Mit Drive Image 7 klappt scheinbar alles ganz nett, nur kommt am Ende die Fehlermeldung:
"E926001D: Redundante Kopien der FAT stimmen nicht mit der aktiven FAT überein. (0xE926001D)"
-> die geklonte HDD ist tatsächlich um ein paar hundert kB kleiner. Wenn ich von der externen HDD boote, geht das bis zu einem schwarzen Bildschirm, dann startet das System neu usw. usw.
(Einstellungen: Laufwerk aktivieren, MBR kopieren, mit und ohne SmartSector - das "aktivieren" hat nicht geklappt, habe das später mit Partition Magic nachgeholt, dann nochmal probiert usw.)

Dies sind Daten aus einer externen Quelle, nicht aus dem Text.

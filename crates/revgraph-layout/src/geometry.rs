//! Layout output: a geometry side-table indexed by [`NodeId`].

use crate::graph::{NodeId, RevisionGraph};
use serde::{Deserialize, Serialize};

#[derive(Debug, Clone, Copy, PartialEq, Default, Serialize, Deserialize)]
pub struct NodeGeometry {
    /// Lane index assigned by the placement pass.
    pub column: usize,
    /// Logical row; grows with history (towards the top of the canvas).
    pub row: f64,
    pub x: f64,
    pub y: f64,
    pub width: f64,
    pub height: f64,
}

#[derive(Debug, Clone, Copy, PartialEq, Default, Serialize, Deserialize)]
pub struct Bounds {
    pub width: f64,
    pub height: f64,
}

#[derive(Debug, Clone, PartialEq, Default)]
pub struct GraphLayout {
    pub(crate) nodes: Vec<NodeGeometry>,
    pub(crate) max_y: f64,
    pub(crate) bounds: Bounds,
}

impl GraphLayout {
    /// A table with one zeroed entry per node, sizes copied from the graph.
    pub fn for_graph(graph: &RevisionGraph) -> Self {
        let nodes = graph
            .node_ids()
            .map(|id| NodeGeometry {
                width: graph[id].width,
                height: graph[id].height,
                ..Default::default()
            })
            .collect();
        Self {
            nodes,
            max_y: 0.0,
            bounds: Bounds::default(),
        }
    }

    pub fn node(&self, id: NodeId) -> Option<&NodeGeometry> {
        self.nodes.get(id.index())
    }

    pub fn nodes(&self) -> &[NodeGeometry] {
        &self.nodes
    }

    pub fn is_empty(&self) -> bool {
        self.nodes.is_empty()
    }

    /// Tallest column extent found by the packing pass.
    pub fn max_y(&self) -> f64 {
        self.max_y
    }

    pub fn bounds(&self) -> Bounds {
        self.bounds
    }

    pub fn column_count(&self) -> usize {
        self.nodes
            .iter()
            .map(|n| n.column + 1)
            .max()
            .unwrap_or(0)
    }
}

impl std::ops::Index<NodeId> for GraphLayout {
    type Output = NodeGeometry;

    fn index(&self, id: NodeId) -> &NodeGeometry {
        &self.nodes[id.index()]
    }
}

impl std::ops::IndexMut<NodeId> for GraphLayout {
    fn index_mut(&mut self, id: NodeId) -> &mut NodeGeometry {
        &mut self.nodes[id.index()]
    }
}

Mit Norton Ghost (die Version von Systemworks 2003) klappt ebenfalls nichts - startet bis maximal zu blauen Ghost-Schirm durch und bleibt dann hängen.

Bitte um Hilfe!
Hat hier jemand schon einmal eine SATA auf externe USB HDD geklont? - Wenn ja, mit welchem Programm und welchen Einstellungen?

DANKE !
;-)


----------



## server (12. März 2004)

Bootest du über den USB Anschluss?


----------



## Kasparov (12. März 2004)

*@server:*

Bei Ghost:
Nein, ich habe die Boot-Optionen auf SATA gelassen, gebootet wird bei Ghost dann unter Ghost-DOS.

Mit Drive Image:
Ja, die interne SATA ist nach dem duplizieren abgehängt und im BIOS ist USB-HDD eingestellt. Nur kann er da nicht booten.


----------



## server (12. März 2004)

Ehrlich gesagt kenne ich mich mit USB Festplatten nicht aus, ist in dem Gehäuse eine normale IDE bzw. SATA Platte oder ist da eine spezielle USB Platte drinnen?
Ich nehme mal an letzteres, ansonsten könntest du ja die Platte ausbauen und mal vom IDE bzw. SCSI booten...


----------



## Kasparov (13. März 2004)

Das ist ein Gehäuse mit eingebautem USB Controller. Drinnen steckt eine normale IDE Festplatte. Ausbauen könnt ich sie schon, denke ich. Aber das ist ja nicht Sinn der Sache   da hätt ich mir gleich eine interne dazuhängen können


----------



## server (13. März 2004)

Ja, aber dann weisst du, ob es am USB Boot hängt oder ob die Platte falsch geklont wurde


----------